According to the finance of the times, in 2007, YOUNGOR gained more than 2 billion 460 million yuan by reducing its stake in CITIC Securities. In 2009, it gained about 1 billion 860 million yuan by reducing CITIC Securities, Haitong Securities and Jinma shares, and gained 536 million yuan from China Ping An, Guang Bo stock and Jin Zhengda in 2015.
YOUNGOR's investment standard of not losing professional investment institutions was once dubbed by investors as "mental arithmetic", "elegant securities" and "elegant investment".
But YOUNGOR has never lost its hand. In the recent 20 years of speculation, YOUNGOR has suffered losses many times.
According to the annual report, YOUNGOR's investment business lost 1 billion 317 million yuan in 2008, lost 230 million yuan in 2012, and lost 489 million yuan in 2013.
The CITIC stock, which was invested in 2015, is a big failure at the moment, which directly led to a decline in overall net profit and a loss of 1 billion 689 million yuan in 2017.

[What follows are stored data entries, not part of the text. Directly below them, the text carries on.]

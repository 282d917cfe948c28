//! V2X Core - per-frame agent state for cooperative perception datasets
//!
//! This library turns a V2X-Sim style dataset into model-ready agent state:
//! 1. **State Index**: (scene, frame) -> observed agents, built by walking
//!    each scene's frame chain and decoding GNSS/IMU payloads
//! 2. **Motion**: finite-difference velocity and wrapped yaw rate per agent
//! 3. **Features**: fixed 16-wide rows per agent slot
//! 4. **Selection**: pluggable policies choosing which agents to keep

pub mod agent_meta;
pub mod config;
pub mod error;
pub mod features;
pub mod motion;
pub mod selection;
pub mod state_index;

// Re-export key types for convenience
pub use agent_meta::{AgentMeta, AgentSlot, LidarConfig};
pub use config::IndexConfig;
pub use error::{CoreError, Result};
pub use features::{build_padded, build_state_features, FeatureMatrix, FEATURE_DIM};
pub use motion::{unwrap_angle, MotionEstimate, MotionEstimator};
pub use selection::{select, select_by_tag, AgentSelector, SelectionMethod, SelectionStrategy};
pub use state_index::StateIndex;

Because of the volatile income of investment business, YOUNGOR has made more than one public announcement to return to the main garment industry. In 2012, the founder Li Ru made a high profile and said "let the clothing industry run."
Then, in 2016, Li Rucheng emphasized once again that if YOUNGOR really wants to be bigger and stronger, clothing is the core.
"The real estate industry is constantly adjusting and controlling. It is not very clear. This road is hard for YOUNGOR to go through, and the opportunity for investment is relatively large. We do not have a very strong and professional team here."
From the recent six years' annual report data, we can see that compared with the ups and downs of the real estate business and investment business, the net profit performance of YOUNGOR's clothing sector is the most stable.
But stability is also a fact of slow growth.
Although the real estate business and investment business are both good and bad, they contribute more to the overall net profit of YOUNGOR, especially the investment business.
It is precisely because of this, even if many times shouted back to the clothing industry, but YOUNGOR's love for investment business is increasing.
According to the times finance and economics understanding, before 2014, YOUNGOR's investment business followed the idea of "adjusting the structure and controlling the scale", but in 2015, when it became a big stake in CITIC shares, YOUNGOR's investment business development thought became "development and stability simultaneously", and has continued to this day.
In the first half of 2018, YOUNGOR invested 1 billion 120 million more in holding 65 million 914 thousand and 100 shares of Ningbo bank, and invested 925 million yuan in 9 new projects, such as Sino integrity credit reporting Co., Ltd. and Beijing Intelligent Information Management Consulting Co., Ltd.
As of the first half of 2018, YOUNGOR has invested 29 billion 26 million yuan, with a final book value of 29 billion 666 million yuan and a market value of 31 billion 613 million yuan.
Overall, despite the drag on CITIC shares, the book value of YOUNGOR's investment business is still higher than the cost of investment, and YOUNGOR does not seem to have influenced investment confidence due to the bad performance of CITIC shares.
After all, it is a veteran of the stock market in the past 20 years. YOUNGOR knows what business is the fastest way to make money.